Wrocław: miesiąc oczekiwania na konsultację w poradni dla pacjentów po COVID-19
Już w pierwszych dniach działalności ośrodka przy Dolnośląskim Centrum Chorób Płuc we Wrocławiu dla osób z powikłaniami po COVID-19 zapisało się ponad sto osób. Niektórzy na pierwsze konsultacje muszą czekać miesiąc. W Polsce takich poradni jest zdecydowanie za mało.

Infekcja koronawirusowa dotyczy w głównej mierze układu oddechowego, ale lekarze obserwują także zaburzenia układu krążenia, przede wszystkim mięśnia sercowego, stany lękowe czy depresyjne oraz zaburzenia neurologiczne, np. pod postacią nerwobóli albo utrzymujących się zaburzeń węchu i smaku.

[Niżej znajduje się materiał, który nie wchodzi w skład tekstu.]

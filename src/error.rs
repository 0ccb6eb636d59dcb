// SPDX-License-Identifier: MIT
// Copyright 2026 Roland Dreier <roland@rolandd.dev>

//! Application error types with consistent API responses.

use axum::{
    http::StatusCode,
    response::{IntoResponse, Response},
    Json,
};
use serde::Serialize;

/// Application error type that converts to HTTP responses.
#[derive(Debug, thiserror::Error)]
pub enum AppError {
    /// No token has ever been obtained; the user must start the OAuth flow.
    #[error("Not authenticated with Strava")]
    Unauthenticated,

    /// The stored refresh token was rejected or the refresh call failed;
    /// the user must re-authenticate.
    #[error("Token refresh failed: {0}")]
    RefreshFailed(String),

    #[error("Invalid request: {0}")]
    BadRequest(String),

    /// Network-level failure (including timeout) talking to Strava.
    #[error("Strava request failed: {0}")]
    FetchFailed(String),

    /// Strava answered with a non-2xx status.
    #[error("Strava API error: HTTP {status}: {body}")]
    UpstreamError { status: u16, body: String },

    /// Strava answered 2xx but the body was not the expected JSON.
    #[error("Failed to decode Strava response: {0}")]
    DecodeFailed(String),

    /// The activity cache file does not exist yet.
    #[error("Activity cache not found")]
    CacheMissing,

    /// The activity cache file exists but is not valid JSON.
    #[error("Activity cache is corrupt: {0}")]
    CorruptCache(String),

    #[error("Internal server error: {0}")]
    Internal(#[from] anyhow::Error),
}

impl AppError {
    /// Whether this failure requires the user to go through OAuth again.
    pub fn requires_reauth(&self) -> bool {
        matches!(self, AppError::Unauthenticated | AppError::RefreshFailed(_))
    }
}

/// JSON error response body
#[derive(Serialize)]
struct ErrorResponse {
    error: String,
    #[serde(skip_serializing_if = "Option::is_none")]
    details: Option<String>,
}

impl IntoResponse for AppError {
    fn into_response(self) -> Response {
        let (status, error, details) = match &self {
            AppError::Unauthenticated => (
                StatusCode::UNAUTHORIZED,
                "not_authenticated",
                Some("Log in with Strava to continue".to_string()),
            ),
            AppError::RefreshFailed(msg) => (
                StatusCode::UNAUTHORIZED,
                "refresh_failed",
                Some(format!("Re-authentication required: {}", msg)),
            ),
            AppError::BadRequest(msg) => {
                (StatusCode::BAD_REQUEST, "bad_request", Some(msg.clone()))
            }
            AppError::FetchFailed(msg) => {
                (StatusCode::BAD_GATEWAY, "strava_error", Some(msg.clone()))
            }
            AppError::UpstreamError { status, body } => (
                StatusCode::BAD_GATEWAY,
                "strava_error",
                Some(format!("HTTP {}: {}", status, body)),
            ),
            AppError::DecodeFailed(msg) => {
                (StatusCode::BAD_GATEWAY, "strava_error", Some(msg.clone()))
            }
            AppError::CacheMissing => (
                StatusCode::NOT_FOUND,
                "cache_missing",
                Some("No activity data yet; fetch with /api/activities?refresh=true".to_string()),
            ),
            AppError::CorruptCache(msg) => {
                tracing::error!(error = %msg, "Corrupt activity cache");
                (StatusCode::INTERNAL_SERVER_ERROR, "corrupt_cache", None)
            }
            AppError::Internal(err) => {
                tracing::error!(error = %err, "Internal server error");
                (StatusCode::INTERNAL_SERVER_ERROR, "internal_error", None)
            }
        };

        let body = ErrorResponse {
            error: error.to_string(),
            details,
        };

        (status, Json(body)).into_response()
    }
}

/// Result type alias for handlers
pub type Result<T> = std::result::Result<T, AppError>;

Wrocławski ośrodek wykonuje badania czynnościowe układu oddechowego (spirometria, dyfuzja, pletyzmografia, wysiłkowe badanie płuc) i obrazowe (RTG, TK, angio-TK, scyntygrafia), a także badania serca (USG, MRI) i badania laboratoryjne (gazometria włośniczkowa, gazometria tętnicza, przeciwciała, troponina etc.). Prowadzi także szybką kwalifikację do bezpłatnego wypożyczenia koncentratora tlenu i - jeżeli jest taka konieczność - kieruje pacjentów na oddział pulmonologiczny DCChP.

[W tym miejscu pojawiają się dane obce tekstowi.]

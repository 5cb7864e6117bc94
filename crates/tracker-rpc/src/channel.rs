use crate::RpcResult;
use async_trait::async_trait;
use tracker_protocol::Method;

/// A request/response channel to the tracker server.
#[async_trait]
pub trait RequestChannel: Send + Sync {
    /// Send `method` with `params` and return the result payload
    /// (`Value::Null` when the server returned none).
    async fn send_request(
        &self,
        method: Method,
        params: serde_json::Value,
    ) -> RpcResult<serde_json::Value>;
}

Jak mówi Marcin Murmyło, dyrektor DCChP, do tej pory placówka przyjęła ponad 300 pacjentów a drugie tyle już jest zapisanych. Najczęściej chorzy zgłaszają ogólne osłabienie, łatwe męczenie się, problemy z oddychaniem, duszności, a do tego zaburzenia neurologiczne węchu i smaku. Wrocławski ośrodek jest jednym z czterech, które działają już na Dolnym Śląsku. Ze względu na skalę potrzeb to wciąż zbyt mało.